Oggi 14 maggio, undici studenti bielorussi e una professoressa affrontano un processo penale per aver partecipato alle proteste pacifiche del movimento studentesco contro le violenze del regime di Lukashenko. Si trovano in carcere dal momento del loro arresto avvenuto in autunno del 2020. Secondo i media indipendenti bielorussi, alcune persone che stamani si sono presentate al tribunale di Minsk per assistere al processo sono state fermate dalla polizia.

Anche tre giornalisti arrestati nei giorni scorsi affronteranno oggi il processo in tribunale. Si tratta della fotoreporter Tatsiana Kapitonava e i free-lance Alyaksandr Burakou e Uladzimir Laptsevich.

372 sono i prigionieri politici in Bielorussia. 15 giornalisti sono dietro le sbarre perché stavano facendo il loro lavoro. Altre centinaia di detenuti sono in attesa di ricevere lo status di prigioniero politico: l’unica ong per i diritti umani presente sul territorio, Viasna, ha le risorse limitate per completare velocemente le pratiche, ma è una certezza che il numero è destinato a crescere ed è stimato intorno a 1000 persone.
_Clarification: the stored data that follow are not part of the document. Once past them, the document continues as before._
//! 2-opt steepest-descent engine.
//!
//! # Algorithm
//!
//! 1. Scan every non-degenerate pair `(i, j)` and keep the minimum delta
//! 2. If that delta is negative, apply the reversal and scan again
//! 3. Otherwise the tour is a 2-opt local optimum: stop
//!
//! Each scan is `O(n^2)`; the number of improving moves is empirically
//! `O(n)`.

use std::time::Duration;

use log::{info, trace};

use super::config::TwoOptConfig;
use super::moves::{best_move, TwoOptMove};
use crate::budget::TimeBudget;
use crate::error::Result;
use crate::instance::Instance;
use crate::progress::{CostSample, ProgressObserver, ProgressTracker};
use crate::settings::Settings;
use crate::tour::Tour;

/// A move counts as improving only below this delta. Keeps rounding noise
/// from flipping between equivalent tours forever.
pub const IMPROVEMENT_EPSILON: f64 = 1e-10;

/// State of a descent after one scan.
#[derive(Debug, Clone, Copy, PartialEq, Eq)]
pub enum DescentState {
    /// An improving move was applied; keep scanning.
    Scanning,
    /// No improving move exists.
    Converged,
}

/// Runs one full scan and applies the best move if it improves the tour.
pub fn scan(instance: &Instance, tour: &mut Tour) -> DescentState {
    match best_move(instance, tour) {
        Some(mv) if mv.delta < -IMPROVEMENT_EPSILON => {
            apply_logged(tour, &mv);
            DescentState::Scanning
        }
        _ => DescentState::Converged,
    }
}

fn apply_logged(tour: &mut Tour, mv: &TwoOptMove) {
    trace!("2-opt move ({}, {}) delta {:.6}", mv.i, mv.j, mv.delta);
    mv.apply(tour);
}

/// Outcome of [`descend`].
#[derive(Debug, Clone, Copy, PartialEq, Eq)]
pub struct Descent {
    /// Improving moves applied.
    pub moves: usize,
    /// Whether a local optimum was reached (as opposed to stopping on the
    /// budget or the move cap).
    pub converged: bool,
}

/// Scans until convergence, budget expiry, or `max_moves` applied moves.
///
/// The budget is polled between scans only. The cached cost is
/// resynchronised from scratch before returning.
pub fn descend(
    instance: &Instance,
    tour: &mut Tour,
    budget: Option<&TimeBudget>,
    max_moves: Option<usize>,
) -> Descent {
    let mut moves = 0;
    let mut converged = false;
    loop {
        if max_moves.is_some_and(|cap| moves >= cap) {
            break;
        }
        match scan(instance, tour) {
            DescentState::Converged => {
                converged = true;
                break;
            }
            DescentState::Scanning => moves += 1,
        }
        if budget.is_some_and(TimeBudget::expired) {
            break;
        }
    }
    tour.sync_cost(instance);
    Descent { moves, converged }
}

/// Result of a 2-opt run.
#[derive(Debug, Clone)]
pub struct TwoOptResult {
    /// The refined tour.
    pub tour: Tour,
    /// Cost of the input tour.
    pub initial_cost: f64,
    /// Improving moves applied.
    pub moves: usize,
    /// Whether the run reached a 2-opt local optimum.
    pub converged: bool,
    /// Wall-clock time spent.
    pub elapsed: Duration,
    /// Sampled `(iteration, cost)` history, one iteration per scan.
    pub cost_history: Vec<CostSample>,
}

/// 2-opt steepest-descent runner.
pub struct TwoOptRunner;

impl TwoOptRunner {
    /// Descends from `initial` to a 2-opt local optimum or until the time
    /// limit in `settings` expires.
    ///
    /// # Examples
    ///
    /// ```
    /// use tsp_refine::instance::Instance;
    /// use tsp_refine::opt2::{TwoOptConfig, TwoOptRunner};
    /// use tsp_refine::settings::Settings;
    /// use tsp_refine::tour::Tour;
    ///
    /// let inst = Instance::from_coords(&[(0.0, 0.0), (0.0, 1.0), (1.0, 1.0), (1.0, 0.0)]).unwrap();
    /// let crossed = Tour::new(&inst, vec![0, 2, 1, 3]).unwrap();
    /// let result = TwoOptRunner::run(&inst, crossed, &Settings::default(), &TwoOptConfig::default()).unwrap();
    /// assert!((result.tour.cost() - 4.0).abs() < 1e-9);
    /// ```
    pub fn run(
        instance: &Instance,
        initial: Tour,
        settings: &Settings,
        config: &TwoOptConfig,
    ) -> Result<TwoOptResult> {
        Self::run_with_observer(instance, initial, settings, config, &mut ())
    }

    /// Same as [`TwoOptRunner::run`], forwarding progress samples to
    /// `observer`.
    pub fn run_with_observer<O: ProgressObserver + ?Sized>(
        instance: &Instance,
        initial: Tour,
        settings: &Settings,
        config: &TwoOptConfig,
        observer: &mut O,
    ) -> Result<TwoOptResult> {
        settings.validate()?;
        initial.check(instance)?;

        let budget = TimeBudget::from_secs(settings.time_limit_secs);
        let initial_cost = initial.cost();
        info!(
            "2-opt: n = {}, initial cost {:.4}",
            instance.dimension(),
            initial_cost
        );

        let mut tour = initial;
        let mut tracker = ProgressTracker::new(observer, settings.verbose, "2-opt");
        tracker.record(&budget, 0, initial_cost, initial_cost);

        let mut moves = 0;
        let mut converged = false;
        loop {
            if config.max_moves.is_some_and(|cap| moves >= cap) {
                break;
            }
            match scan(instance, &mut tour) {
                DescentState::Converged => {
                    converged = true;
                    break;
                }
                DescentState::Scanning => moves += 1,
            }
            tracker.record(&budget, moves, tour.cost(), tour.cost());
            if budget.expired() {
                info!("2-opt: time limit reached before convergence");
                break;
            }
        }

        tour.sync_cost(instance);
        tour.check(instance)?;
        info!(
            "2-opt: {} moves, final cost {:.4} ({:.2}s)",
            moves,
            tour.cost(),
            budget.elapsed().as_secs_f64()
        );

        Ok(TwoOptResult {
            tour,
            initial_cost,
            moves,
            converged,
            elapsed: budget.elapsed(),
            cost_history: tracker.finish(),
        })
    }
}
La popolazione dell’intero paese è di 9,5M di abitanti.

Le condizioni di detenzione dei prigionieri politici sono spesso disumane: letti senza materassi, camere sovraffollate con le persone costrette a dormire per terra, niente oggetti di prima necessità come carta igienica, spazzolino da denti, dentifricio. Le guardie versano della candeggina per terra nelle celle, provocando ustioni delle vie respiratorie dei detenuti, li picchiano con i manganelli e creano le pressioni psicologiche in ogni modo possibile, cercando di convincerli che il loro sacrificio non sia servito a niente e che il mondo si sia ormai dimenticato di loro.

L’ ong per i diritti umani Viasna e i media indipendenti bielorussi riportano regolarmente i casi di cui sopra. Per questo i bielorussi in patria e all’estero scrivono centinaia, migliaia di lettere a chi ha sacrificato la propria libertà sull’altare del futuro migliore per il proprio Paese. Queste persone in una situazione di normalità rimarrebbero dei perfetti sconosciuti.
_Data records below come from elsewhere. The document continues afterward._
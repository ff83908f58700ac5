//! Tour representation: an ordered node sequence plus its cached length.

use log::warn;

use crate::error::{RefineError, Result};
use crate::instance::Instance;

/// Relative tolerance between a cached cost and a from-scratch recomputation.
pub const COST_TOLERANCE: f64 = 1e-6;

/// Returns `true` if `cached` matches `actual` within [`COST_TOLERANCE`].
///
/// The tolerance is relative to `actual`, floored at an absolute `1e-6` so
/// that near-zero tours (coincident points) compare sensibly.
pub fn costs_agree(cached: f64, actual: f64) -> bool {
    (cached - actual).abs() <= COST_TOLERANCE * actual.abs().max(1.0)
}

/// Length of the closed cycle visiting `nodes` in order.
pub fn cycle_cost(instance: &Instance, nodes: &[usize]) -> f64 {
    let Some(&last) = nodes.last() else {
        return 0.0;
    };
    let mut prev = last;
    let mut total = 0.0;
    for &node in nodes {
        total += instance.dist(prev, node);
        prev = node;
    }
    total
}

/// Checks that `nodes` is a permutation of `0..dimension`.
pub fn check_permutation(nodes: &[usize], dimension: usize) -> Result<()> {
    if nodes.len() != dimension {
        return Err(RefineError::TourLength {
            expected: dimension,
            actual: nodes.len(),
        });
    }
    let mut seen = vec![false; dimension];
    for &node in nodes {
        if node >= dimension {
            return Err(RefineError::NodeOutOfRange { node, dimension });
        }
        if std::mem::replace(&mut seen[node], true) {
            return Err(RefineError::DuplicateNode { node });
        }
    }
    Ok(())
}

/// A Hamiltonian cycle over an [`Instance`].
///
/// The sequence is the only live representation; [`Tour::successors`] derives
/// a successor-array view on demand. All mutation goes through whole
/// operations (one reversal, one kick) so no caller ever sees a half-applied
/// move.
///
/// # Examples
///
/// ```
/// use tsp_refine::instance::Instance;
/// use tsp_refine::tour::Tour;
///
/// let inst = Instance::from_coords(&[(0.0, 0.0), (0.0, 1.0), (1.0, 1.0), (1.0, 0.0)]).unwrap();
/// let tour = Tour::new(&inst, vec![0, 1, 2, 3]).unwrap();
/// assert!((tour.cost() - 4.0).abs() < 1e-12);
/// ```
#[derive(Debug, Clone, PartialEq)]
#[cfg_attr(feature = "serde", derive(serde::Serialize, serde::Deserialize))]
pub struct Tour {
    nodes: Vec<usize>,
    cost: f64,
}

impl Tour {
    /// Validates `nodes` against `instance` and computes its cost.
    pub fn new(instance: &Instance, nodes: Vec<usize>) -> Result<Self> {
        check_permutation(&nodes, instance.dimension())?;
        let cost = cycle_cost(instance, &nodes);
        Ok(Self { nodes, cost })
    }

    /// Builds a tour from a sequence the caller constructed as a permutation.
    pub(crate) fn from_permutation(instance: &Instance, nodes: Vec<usize>) -> Self {
        debug_assert!(check_permutation(&nodes, instance.dimension()).is_ok());
        let cost = cycle_cost(instance, &nodes);
        Self { nodes, cost }
    }

    /// Rebuilds a tour from a successor array (`succ[node]` is the node
    /// visited after `node`), starting at node 0.
    pub fn from_successors(instance: &Instance, succ: &[usize]) -> Result<Self> {
        let n = instance.dimension();
        if succ.len() != n {
            return Err(RefineError::TourLength {
                expected: n,
                actual: succ.len(),
            });
        }
        let mut nodes = Vec::with_capacity(n);
        let mut current = 0;
        for _ in 0..n {
            nodes.push(current);
            current = succ[current];
            if current >= n {
                return Err(RefineError::NodeOutOfRange {
                    node: current,
                    dimension: n,
                });
            }
        }
        // A subtour shows up as a repeated node in the walk.
        Self::new(instance, nodes)
    }

    /// Number of nodes in the tour.
    pub fn len(&self) -> usize {
        self.nodes.len()
    }

    pub fn is_empty(&self) -> bool {
        self.nodes.is_empty()
    }

    /// The visiting order.
    pub fn nodes(&self) -> &[usize] {
        &self.nodes
    }

    /// Node at tour position `pos`.
    #[inline]
    pub fn node(&self, pos: usize) -> usize {
        self.nodes[pos]
    }

    /// Node following position `pos`, wrapping around the end.
    #[inline]
    pub fn next_node(&self, pos: usize) -> usize {
        let next = pos + 1;
        if next == self.nodes.len() {
            self.nodes[0]
        } else {
            self.nodes[next]
        }
    }

    /// Cached total cost.
    pub fn cost(&self) -> f64 {
        self.cost
    }

    /// Successor-array view: `succ[node]` is the node visited after `node`.
    pub fn successors(&self) -> Vec<usize> {
        let mut succ = vec![0; self.nodes.len()];
        for pos in 0..self.nodes.len() {
            succ[self.nodes[pos]] = self.next_node(pos);
        }
        succ
    }

    /// Reverses positions `i + 1 ..= j` and adds `delta` to the cached cost.
    ///
    /// `delta` must be the value [`crate::opt2::delta_cost`] reports for
    /// `(i, j)`; applying the same pair twice restores the original order.
    pub fn apply_reversal(&mut self, i: usize, j: usize, delta: f64) {
        debug_assert!(i < j && j < self.nodes.len());
        self.nodes[i + 1..=j].reverse();
        self.cost += delta;
    }

    /// Reverses positions `from ..= to` without touching the cached cost.
    ///
    /// Callers must follow up with [`Tour::recompute_cost`].
    pub(crate) fn reverse_positions(&mut self, from: usize, to: usize) {
        if from < to {
            self.nodes[from..=to].reverse();
        }
    }

    /// Overwrites the cached cost with a from-scratch recomputation.
    pub fn recompute_cost(&mut self, instance: &Instance) {
        self.cost = cycle_cost(instance, &self.nodes);
    }

    /// Recomputes the cost and reports whether the cached value had drifted
    /// beyond [`COST_TOLERANCE`]. The cache is overwritten either way.
    pub fn sync_cost(&mut self, instance: &Instance) -> bool {
        let actual = cycle_cost(instance, &self.nodes);
        let drifted = !costs_agree(self.cost, actual);
        if drifted {
            warn!(
                "tour cost drifted: cached {:.9}, recomputed {:.9}; overwriting",
                self.cost, actual
            );
        }
        self.cost = actual;
        drifted
    }

    /// Full validity check: permutation of `0..n` and a cached cost that
    /// matches a recomputation.
    pub fn check(&self, instance: &Instance) -> Result<()> {
        check_permutation(&self.nodes, instance.dimension())?;
        let actual = cycle_cost(instance, &self.nodes);
        if !costs_agree(self.cost, actual) {
            return Err(RefineError::CostDrift {
                cached: self.cost,
                actual,
            });
        }
        Ok(())
    }

    pub fn into_nodes(self) -> Vec<usize> {
        self.nodes
    }
}
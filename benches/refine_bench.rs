//! Criterion benchmarks for the refinement controllers.
//!
//! Uses seeded uniform random instances in a 1000 x 1000 square and
//! iteration caps so that runs do not depend on the wall clock.

use criterion::{black_box, criterion_group, criterion_main, BenchmarkId, Criterion};
use rand::Rng;
use tsp_refine::construct::{nearest_neighbor, random_tour};
use tsp_refine::instance::Instance;
use tsp_refine::opt2::{TwoOptConfig, TwoOptRunner};
use tsp_refine::settings::Settings;
use tsp_refine::tabu::{TabuConfig, TabuRunner, TenurePolicy};
use tsp_refine::vns::{VnsConfig, VnsRunner};

fn random_instance(n: usize, seed: u64) -> Instance {
    let mut rng = u_numflow::random::create_rng(seed);
    let coords: Vec<(f64, f64)> = (0..n)
        .map(|_| (rng.random_range(0.0..1000.0), rng.random_range(0.0..1000.0)))
        .collect();
    Instance::from_coords(&coords).expect("benchmark instance has at least 3 nodes")
}

fn bench_two_opt(c: &mut Criterion) {
    let mut group = c.benchmark_group("two_opt_descent");
    group.sample_size(10);

    for &n in &[50, 100, 200] {
        let inst = random_instance(n, 42);
        let mut rng = u_numflow::random::create_rng(42);
        let start = random_tour(&inst, &mut rng);
        let settings = Settings::default();
        let config = TwoOptConfig::default();
        group.bench_with_input(BenchmarkId::from_parameter(n), &start, |b, s| {
            b.iter(|| {
                let result = TwoOptRunner::run(&inst, s.clone(), &settings, black_box(&config));
                black_box(result)
            })
        });
    }
    group.finish();
}

fn bench_tabu(c: &mut Criterion) {
    let mut group = c.benchmark_group("tabu_200_iters");
    group.sample_size(10);

    for &n in &[100, 200] {
        let inst = random_instance(n, 7);
        let start = nearest_neighbor(&inst, 0).expect("node 0 exists");
        let settings = Settings::default();
        for policy in [TenurePolicy::Constant, TenurePolicy::Triangular] {
            let config = TabuConfig::default()
                .with_policy(policy)
                .with_max_iterations(200);
            group.bench_with_input(
                BenchmarkId::new(policy.name(), n),
                &start,
                |b, s| {
                    b.iter(|| {
                        let result = TabuRunner::run(&inst, s.clone(), &settings, black_box(&config));
                        black_box(result)
                    })
                },
            );
        }
    }
    group.finish();
}

fn bench_vns(c: &mut Criterion) {
    let mut group = c.benchmark_group("vns_20_iters");
    group.sample_size(10);

    for &n in &[100, 200] {
        let inst = random_instance(n, 11);
        let start = nearest_neighbor(&inst, 0).expect("node 0 exists");
        let settings = Settings::default().with_seed(11);
        let config = VnsConfig::default().with_max_iterations(20);
        group.bench_with_input(BenchmarkId::from_parameter(n), &start, |b, s| {
            b.iter(|| {
                let result = VnsRunner::run(&inst, s.clone(), &settings, black_box(&config));
                black_box(result)
            })
        });
    }
    group.finish();
}

criterion_group!(benches, bench_two_opt, bench_tabu, bench_vns);
criterion_main!(benches);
Da una collaborazione tra la Federazione italiana per i diritti umani e l’Associazione bielorussi in Italia “Supolka” nasce la campagna di solidarietà e sensibilizzazione #Standwithbelarus, che offre la possibilità anche agli italiani di esprimere il loro sostegno ai prigionieri politici bielorussi. I modi sono tanti: scrivere loro delle lettere, raccontare le loro storie sui propri social, fare quello che si farebbe per un amico nella stessa situazione. La campagna è aperta a tutti, dagli studenti ai parlamentari, che hanno aderito con entusiasmo: Barbara Pollastrini (Ksenia Syramalot), Lia Quartapelle (Vitaliya Bandarenka), Laura Boldrini (Maria Kolesnikova), Emanuele Fiano (Alena Maushuk), Aldo Penna (Mikalai Dziadok), Emilio Carelli (Ihar Losik); la sindacalista Susanna Camusso (Aliaksandra Patrasayeva).

Le linee guida dettagliate si trovano sul sito della FIDU, mentre l’Associazione bielorussi traduce gratuitamente le lettere dall’italiano al russo. È necessario farlo perché la censura non fa passare le lettere in lingue straniere.

Nel cuore del continente europeo ci sono centinaia di prigionieri politici. Sono le persone che hanno espresso apertamente la propria posizione politica con metodi non violenti in Bielorussia. Sono imprenditori, attivisti della campagna elettorale del 2020, manifestanti pacifici, blogger e giornalisti che facevano il loro dovere professionalmente: raccontavano la verità. Si trovano in carcere da mesi perché hanno esercitato il loro diritto a manifestare, alla libera espressione e alla partecipazione alla vita politica del paese.

In queste condizioni la solidarietà e il sostegno morale sono estremamente importanti, come è importante continuare a mantenere i riflettori accesi sulle brutalità del regime dittatoriale nel cuore dell’Europa.